This is from a friend, Philip Gwyn Jones. Phil lives in Venice, teaches English a bit and writes novels. He is not exactly your standard writer living in a garret; four of his books have sold well, the fifth is on the way.
Phil and Caroline live in an apartment close to the San Basilio vaporetto stop.
Two days ago I went to buy a newspaper, a sandwich and a book. Things that would have seemed banal at the beginning of March now seem like a bit of a privilege. I needed to stretch my legs and so I walked along the Zattere to what passes for Walter’s edicola these days. You might have heard about Walter. His newspaper kiosk was washed away into the Giudecca canal by the acqua grande last November. It’s since been recovered but, until it’s properly patched up again, Walter’s operating out of a space belonging to the church of the Gesuati on the Zattere.
I stop by Al Bottegon to pick us up a couple of panini for lunch. They’re famous for some of the best cicheti in Venice, and do some of the best filled rolls as well. Getting to the bar is usually akin to a contact sport, but there are no such problems today. The floor is marked out with tape, indicating the obligatory 1m of distance, but the bar is quiet anyway. It would be nice to stop and have a drink, but Caroline isn’t with me and I don’t think it would seem quite right. The first drink outside our apartment in ten weeks is something, I think, we really need to do together…
Libreria Toletta is the largest bookshop in this part of town. They’ve never stocked my books, but I forgive them (it’s an issue with the Italian distribution system, and there’s nothing they can do about it), and so I think it would be nice to stop off and browse. One door has been marked out as a dedicated entrance, the other as the exit. There are no formal restrictions on numbers, just a request to be patient and respectful. In the event, there is just one other customer. We dance our way around each other, leafing through books as best we can in our thin latex gloves, always mindful of maintaining a minimum distance from each other. I buy a book by Gianrico Carofiglio that I haven’t read – I don’t know why, but there’s always a book by Gianrico Carofiglio that I haven’t read – pay (contactless, of course) and make my way home along a not-quite-deserted Calle Lunga.
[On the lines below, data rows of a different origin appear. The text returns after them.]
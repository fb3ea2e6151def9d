//! Finding the outermost operator of formula text.
//!
//! Formula text is first brought into canonical form: whitespace is dropped and the word
//! operators are replaced by their single character symbols. The main connective is then found
//! by a single left to right scan that prefers operators at a lower parenthesis depth and, at
//! equal depth, the operator that comes first in [`Connective::PRIORITY`].

use std::fmt::Display;

/// Word operators and the symbols that replace them, applied in this order.
const REPLACEMENTS: [(&str, &str); 5] = [
    ("and", "&"),
    ("or", "|"),
    ("implies", ">"),
    ("iff", "<"),
    ("not", "-"),
];

#[derive(Debug, Clone, Copy, PartialEq, Eq, Hash)]
pub enum Connective {
    And,
    Or,
    If,
    Iff,
    Not,
}

impl Connective {
    /// Tie-break order for operators at the same depth, earlier entries win.
    pub const PRIORITY: [Connective; 5] = [
        Connective::And,
        Connective::Or,
        Connective::If,
        Connective::Iff,
        Connective::Not,
    ];

    pub fn from_symbol(symbol: char) -> Option<Self> {
        match symbol {
            '&' => Some(Connective::And),
            '|' => Some(Connective::Or),
            '>' => Some(Connective::If),
            '<' => Some(Connective::Iff),
            '-' => Some(Connective::Not),
            _ => None,
        }
    }

    pub fn symbol(self) -> &'static str {
        match self {
            Connective::And => "&",
            Connective::Or => "|",
            Connective::If => ">",
            Connective::Iff => "<",
            Connective::Not => "-",
        }
    }

    fn rank(self) -> usize {
        Connective::PRIORITY
            .iter()
            .position(|&c| c == self)
            .unwrap_or(Connective::PRIORITY.len())
    }

    /// Check if this connective wins a tie against `other` at the same depth.
    pub fn outranks(self, other: Connective) -> bool {
        self.rank() < other.rank()
    }
}

impl Display for Connective {
    fn fmt(&self, f: &mut std::fmt::Formatter<'_>) -> std::fmt::Result {
        write!(f, "{}", self.symbol())
    }
}

/// The winning operator of a scan together with where it was found.
#[derive(Debug, Clone, Copy, PartialEq, Eq)]
pub struct MainConnective {
    pub connective: Connective,
    /// Parenthesis depth of the operator. Negative only for unbalanced text.
    pub depth: isize,
    /// Byte offset of the operator in the scanned text.
    pub position: usize,
}

/// Remove whitespace and replace the word operators by their symbols. Replacement is plain
/// substring substitution, so atom names containing an operator word are rewritten as well.
pub fn normalize(text: &str) -> String {
    let mut canonical: String = text.chars().filter(|c| !c.is_whitespace()).collect();
    for (word, symbol) in REPLACEMENTS {
        canonical = canonical.replace(word, symbol);
    }
    canonical
}

/// Scan canonical text for its main connective. Returns `None` for text without operators.
pub fn find_main_connective(canonical: &str) -> Option<MainConnective> {
    let mut depth: isize = 0;
    let mut found: Option<MainConnective> = None;
    for (position, c) in canonical.char_indices() {
        match c {
            '(' => depth += 1,
            ')' => depth -= 1,
            _ => {
                let Some(connective) = Connective::from_symbol(c) else {
                    continue;
                };
                let candidate = MainConnective {
                    connective,
                    depth,
                    position,
                };
                found = match found {
                    None => Some(candidate),
                    Some(current) if depth < current.depth => Some(candidate),
                    Some(current)
                        if depth == current.depth && connective.outranks(current.connective) =>
                    {
                        Some(candidate)
                    }
                    keep => keep,
                };
            }
        }
    }
    found
}

/// The symbol of the main connective of `text`, or the empty string for a bare atom.
pub fn main_connective(text: &str) -> &'static str {
    find_main_connective(&normalize(text))
        .map(|main| main.connective.symbol())
        .unwrap_or("")
}

#[cfg(test)]
mod tests {
    use super::*;

    #[test]
    fn main_connective_examples() {
        assert_eq!(main_connective("A > (B & C)"), ">");
        assert_eq!(main_connective("C < B"), "<");
        assert_eq!(main_connective("- C"), "-");
        assert_eq!(main_connective("- (- A)"), "-");
        assert_eq!(main_connective("(-(A & B) > (C < D))"), ">");
        assert_eq!(main_connective("((A & B) | D)"), "|");
    }

    #[test]
    fn atoms_have_no_main_connective() {
        assert_eq!(main_connective("A"), "");
        assert_eq!(main_connective("(Rain)"), "");
        assert_eq!(main_connective(""), "");
    }

    #[test]
    fn priority_breaks_ties_at_equal_depth() {
        // & wins over > even though > comes first
        assert_eq!(main_connective("A > B & C"), "&");
        assert_eq!(main_connective("A < B | C"), "|");
        assert_eq!(main_connective("-A | B"), "|");
        // a shallower operator always wins
        assert_eq!(main_connective("(A & B) < C"), "<");
    }

    #[test]
    fn first_occurrence_is_kept() {
        let main = find_main_connective("A&B&C").unwrap();
        assert_eq!(main.connective, Connective::And);
        assert_eq!(main.position, 1);
        assert_eq!(main.depth, 0);

        let main = find_main_connective("(A|B)>(C|D)").unwrap();
        assert_eq!(main.connective, Connective::If);
        assert_eq!(main.position, 5);
    }

    #[test]
    fn reports_depth_of_nested_operator() {
        let main = find_main_connective("((A&B))").unwrap();
        assert_eq!(main.depth, 2);
        assert_eq!(main.position, 3);
    }

    #[test]
    fn normalize_replaces_words() {
        assert_eq!(
            normalize("((A implies B) and not (C or D)) iff E"),
            "((A>B)&-(C|D))<E"
        );
        assert_eq!(normalize(" A \t&\nB "), "A&B");
    }

    #[test]
    fn normalize_is_idempotent_on_canonical_text() {
        let canonical = normalize("not (P or Q) implies (R iff S)");
        assert_eq!(normalize(&canonical), canonical);
    }

    #[test]
    fn normalize_rewrites_operator_words_inside_atoms() {
        assert_eq!(normalize("Door"), "Do|");
    }

    #[test]
    fn priority_order() {
        assert!(Connective::And.outranks(Connective::Or));
        assert!(Connective::If.outranks(Connective::Iff));
        assert!(Connective::Iff.outranks(Connective::Not));
        assert!(!Connective::Not.outranks(Connective::Not));
        assert!(!Connective::Or.outranks(Connective::And));
    }
}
That evening we go out with a friend, for a Spritz at Nico’s on the Zattere. It’s a slightly odd feeling. Everything feels normal and yet – like everything else today – anything but normal. We are at liberty to remove our masks. The waiter, however, is not, which makes conversation between us feel just a little awkward, unequal. A family of five are seated on the adjacent table, positioned, of course, exactly one metre away. The three little girls wander just a little bit too close to us, and mamma arrives quickly to chivvy them back to their seats. Most of the customers unmask as soon as they sit down, other stay masked as long as they possibly can. Everybody, evidently, is having a good time, enjoying the early evening summer sun in that blessed period before it becomes too hot. And yet, it’s evident that things are not quite as they should be.
That’s to be expected, of course. Things don’t feel normal. Not yet. That’s going to take some time. But things are, perhaps, normal enough for now. And that’s enough to be going on with.
And it was also a hell of a good spritz.